Das hat es seit fünf Jahren nicht mehr gegeben. Im Jahr 2014, damals noch in der Regionalliga Bayern, hatten die Würzburger Kickers das Auftaktmatch in die Saison mit 2:1 gewonnen. Gegner damals im Münchner Stadion an der Grünwalder Straße: die zweite Mannschaft des FC Bayern. Seither gab es zum Saisonauftakt keinen Sieg mehr für die Rothosen. Nun hieß der Gegner wieder FC Bayern München II, diesmal am heimischen Dallenberg und nun sprang auch er so sehnlichst erwartete Auftaktdreier heraus. 3:1 (1:0) hieß es am Ende für das Team von Trainer Michael Schiele.
Das Personal
Kickers-Trainer Michael Schiele musste tatsächlich auf seine neue Mittelfeld-Kreativkraft Albion Vrenezi verzichten.

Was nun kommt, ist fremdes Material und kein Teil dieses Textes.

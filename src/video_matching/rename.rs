use super::{MatchResult, RenamedVideo, VideoInput};
use anyhow::{Context, Result};
use regex::Regex;
use std::collections::HashSet;
use std::path::Path;
use std::sync::LazyLock;

static UNSAFE_CHARS: LazyLock<Regex> =
    LazyLock::new(|| Regex::new(r#"[/\\:*?"<>|\x00-\x1f]"#).expect("valid file name pattern"));

/// Split a file name into stem and extension, ignoring a leading dot
fn split_extension(file_name: &str) -> (&str, Option<&str>) {
    match file_name.rsplit_once('.') {
        Some((stem, ext)) if !stem.is_empty() => (stem, Some(ext)),
        _ => (file_name, None),
    }
}

/// Stem of an image name that is safe to use as a file name.
///
/// Leading dots are dropped so the result never names a hidden file, and a
/// name that is nothing but an extension (`.png`) falls back to `video`.
pub fn sanitize_base_name(image_name: &str) -> String {
    let stem = match image_name.rsplit_once('.') {
        Some((stem, _)) => stem,
        None => image_name,
    };
    let cleaned = UNSAFE_CHARS.replace_all(stem, "_");
    let cleaned = cleaned.trim().trim_start_matches('.').trim();

    if cleaned.is_empty() {
        "video".to_string()
    } else {
        cleaned.to_string()
    }
}

/// `<image stem>.<video extension>`
pub fn target_file_name(image_name: &str, video_name: &str) -> String {
    let base = sanitize_base_name(image_name);

    match split_extension(video_name).1 {
        Some(ext) => format!("{}.{}", base, ext),
        None => base,
    }
}

/// Hands out output names, suffixing `_1`, `_2`, ... once a name is taken.
///
/// Names are compared case-insensitively so `Dog.mp4` and `dog.mp4` can't
/// land on the same file on macOS or Windows. The returned name keeps the
/// caller's casing.
#[derive(Debug, Default)]
pub struct NameRegistry {
    taken: HashSet<String>,
}

impl NameRegistry {
    pub fn new() -> Self {
        Self::default()
    }

    fn claim(&mut self, name: &str) -> bool {
        self.taken.insert(name.to_lowercase())
    }

    pub fn reserve(&mut self, candidate: &str) -> String {
        if self.claim(candidate) {
            return candidate.to_string();
        }

        let (stem, ext) = split_extension(candidate);
        let mut n = 1;
        loop {
            let name = match ext {
                Some(ext) => format!("{}_{}.{}", stem, n, ext),
                None => format!("{}_{}", stem, n),
            };
            if self.claim(&name) {
                return name;
            }
            n += 1;
        }
    }
}

/// Move every matched video into `output_dir` under its new name.
///
/// Matches are applied in order, so when two videos point at the same image
/// the first keeps the plain name. Unmatched videos keep their original name
/// when `include_unmatched` is set. Nothing in `output_dir` is overwritten.
pub fn apply_renames(
    videos: &[VideoInput],
    matches: &[MatchResult],
    output_dir: &Path,
    include_unmatched: bool,
) -> Result<Vec<RenamedVideo>> {
    let mut registry = NameRegistry::new();
    for entry in std::fs::read_dir(output_dir).context("Failed to list output directory")? {
        let entry = entry?;
        registry.reserve(&entry.file_name().to_string_lossy());
    }

    let mut renamed = Vec::with_capacity(matches.len());
    let mut matched: HashSet<&str> = HashSet::new();

    for found in matches {
        let video = videos
            .iter()
            .find(|v| v.name == found.video_name)
            .with_context(|| format!("Match refers to unknown video '{}'", found.video_name))?;

        let new_name = registry.reserve(&target_file_name(&found.image_name, &video.name));
        std::fs::rename(&video.path, output_dir.join(&new_name))
            .with_context(|| format!("Failed to rename {} to {}", video.name, new_name))?;

        matched.insert(video.name.as_str());
        renamed.push(RenamedVideo {
            original_name: video.name.clone(),
            new_name,
            image_name: found.image_name.clone(),
            score: found.score,
        });
    }

    if include_unmatched {
        for video in videos.iter().filter(|v| !matched.contains(v.name.as_str())) {
            let kept_name = registry.reserve(&video.name);
            std::fs::rename(&video.path, output_dir.join(&kept_name))
                .with_context(|| format!("Failed to move unmatched video {}", video.name))?;
            log::debug!("Kept unmatched video {} as {}", video.name, kept_name);
        }
    }

    Ok(renamed)
}

#[cfg(test)]
mod tests {
    use super::*;
    use tempfile::TempDir;

    #[test]
    fn test_target_name_uses_video_extension() {
        assert_eq!(target_file_name("cat.png", "clip1.mp4"), "cat.mp4");
        assert_eq!(target_file_name("holiday.photo.png", "a.MOV"), "holiday.photo.MOV");
        assert_eq!(target_file_name("dog", "clip"), "dog");
    }

    #[test]
    fn test_sanitize_base_name() {
        assert_eq!(sanitize_base_name("a/b:c.png"), "a_b_c");
        assert_eq!(sanitize_base_name("  .png"), "video");
        assert_eq!(sanitize_base_name("what?.png"), "what_");
    }

    #[test]
    fn test_dot_names_do_not_become_hidden_files() {
        assert_eq!(sanitize_base_name(".png"), "video");
        assert_eq!(sanitize_base_name("..png"), "video");
        assert_eq!(sanitize_base_name(".hidden.png"), "hidden");
        assert_eq!(target_file_name(".png", "clip.mp4"), "video.mp4");
    }

    #[test]
    fn test_registry_suffixes_collisions() {
        let mut registry = NameRegistry::new();
        assert_eq!(registry.reserve("dog.mp4"), "dog.mp4");
        assert_eq!(registry.reserve("dog.mp4"), "dog_1.mp4");
        assert_eq!(registry.reserve("dog_1.mp4"), "dog_1_1.mp4");
        assert_eq!(registry.reserve("dog.mp4"), "dog_2.mp4");
    }

    #[test]
    fn test_registry_ignores_case() {
        let mut registry = NameRegistry::new();
        assert_eq!(registry.reserve("Dog.mp4"), "Dog.mp4");
        assert_eq!(registry.reserve("dog.mp4"), "dog_1.mp4");
        assert_eq!(registry.reserve("DOG_1.MP4"), "DOG_1_1.MP4");
    }

    fn staged(dir: &Path, name: &str, bytes: &[u8]) -> VideoInput {
        let path = dir.join(name);
        std::fs::write(&path, bytes).unwrap();
        VideoInput {
            name: name.to_string(),
            path,
        }
    }

    fn found(video: &str, image: &str, score: f64) -> MatchResult {
        MatchResult {
            video_name: video.to_string(),
            image_name: image.to_string(),
            score,
        }
    }

    #[test]
    fn test_apply_renames_never_overwrites() {
        let input = TempDir::new().unwrap();
        let output = TempDir::new().unwrap();
        let videos = vec![
            staged(input.path(), "a.mp4", b"first"),
            staged(input.path(), "b.mp4", b"second"),
            staged(input.path(), "dog.mp4", b"third"),
        ];
        let matches = vec![found("a.mp4", "dog.png", 0.9), found("b.mp4", "dog.png", 0.8)];

        let renamed = apply_renames(&videos, &matches, output.path(), true).unwrap();

        let new_names: Vec<_> = renamed.iter().map(|r| r.new_name.as_str()).collect();
        assert_eq!(new_names, ["dog.mp4", "dog_1.mp4"]);
        assert_eq!(std::fs::read(output.path().join("dog.mp4")).unwrap(), b"first");
        assert_eq!(std::fs::read(output.path().join("dog_1.mp4")).unwrap(), b"second");
        // The unmatched original "dog.mp4" is kept without clobbering
        assert_eq!(std::fs::read(output.path().join("dog_2.mp4")).unwrap(), b"third");
    }

    #[test]
    fn test_apply_renames_can_drop_unmatched() {
        let input = TempDir::new().unwrap();
        let output = TempDir::new().unwrap();
        let videos = vec![
            staged(input.path(), "a.mp4", b"first"),
            staged(input.path(), "broken.mp4", b"junk"),
        ];

        let renamed =
            apply_renames(&videos, &[found("a.mp4", "cat.png", 0.5)], output.path(), false).unwrap();

        assert_eq!(renamed.len(), 1);
        assert_eq!(renamed[0].new_name, "cat.mp4");
        let count = std::fs::read_dir(output.path()).unwrap().count();
        assert_eq!(count, 1);
    }

    #[test]
    fn test_images_differing_only_in_case_get_distinct_files() {
        let input = TempDir::new().unwrap();
        let output = TempDir::new().unwrap();
        let videos = vec![
            staged(input.path(), "clip1.mp4", b"first"),
            staged(input.path(), "clip2.mp4", b"second"),
        ];
        let matches = vec![found("clip1.mp4", "Dog.png", 0.9), found("clip2.mp4", "dog.png", 0.7)];

        let renamed = apply_renames(&videos, &matches, output.path(), true).unwrap();

        let new_names: Vec<_> = renamed.iter().map(|r| r.new_name.as_str()).collect();
        assert_eq!(new_names, ["Dog.mp4", "dog_1.mp4"]);
        assert_eq!(std::fs::read(output.path().join("Dog.mp4")).unwrap(), b"first");
        assert_eq!(std::fs::read(output.path().join("dog_1.mp4")).unwrap(), b"second");
        assert_eq!(std::fs::read_dir(output.path()).unwrap().count(), 2);
    }
}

Der Leihspieler von Zweitligist Jahn Regensburg hatte bereits beim Abschlusstraining am Freitag gefehlt. Der Kosovare habe „muskuläre Probleme“ so die Erklärung der Kickers. Auch Frank Ronstadt fehlte wie erwartet auf dem Aufstellungsbogen. Er soll erst am Montag wieder ins Training einsteigen. Auffallend: den Posten als Ersatzmann für Torhüter Eric Verstappen nahm nicht etwa Leon Bätge ein, sondern Neuzugang Vincent Müller saß auf der Bank.
Die Aufstellung
Wie in den Vorbereitungsspielen agierten die Kickers mit einem Vierermittelfeld vor einer Viererabwehrkette. In der Zentrale verteidigte Hendrik Hansen neben Kapitän Sebastian Schuppan. So rückte Daniel Hägele, in der vergangenen Saison noch Stamm-Innenverteidiger, ins zentrale Mittelfeld. Dort sollte er dem Würzburger Spiel Ruhe und Struktur geben. Die Rechtsveteidiger-Posten scheint fest an Luke Hemmerich vergeben zu sein. Der Ex-Cottbuser war auch der Mann für Standards. Ein Pendant auf der linken Seite fehlt noch immer im Kader. Vorerst übernimmt mit Leroy Kwadwo ein Innenverteidiger die Position. Im zentralen Mittelfeld ackerte Patrick Sontheimer an der Seite von Hägele. Dave Gnaase, in der letzten Saison noch ein Eckpfeiler des Teams, saß zunächst auf der Bank. Dass Dominik Widemann im linken Mittelfeld für den verletzten Vrenezi ins Team rückte war nach den Eindrücken der Vorbereitung überraschend. Keine Überraschung war der Einsatz von Fabio Kaufmann. Auch auf das Sturmduo mit Dominic Baumann und Luca Pfeiffer hätte man ohne große Sorgen wetten können.
Der Spielverlauf
Würden, wie bei manchem Trainingsspiel, ausdauernde Ballstafetten mit Punkten belohnt, die Münchner hätten in dieser Wertung schon früh in der Partie uneinholbar in Führung gelegen. Die Gäste ließen den Ball sehr gefällig durch die Reihen laufen, gaben das Spielgerät kaum einmal ab. Sonderlich effizient war der Bayern-Ballbesitzfußball aber nicht. Denn wenn es in Richtung Kickers-Tor ging, dann hatte die Würzburger Abwehr die Sache meist im Griff. „Unser Abwehrverhalten war heute schon ziemlich gut“, fand Stürmer Pfeiffer. Der ist ja vorrangig für ganz andere Dinge zuständig.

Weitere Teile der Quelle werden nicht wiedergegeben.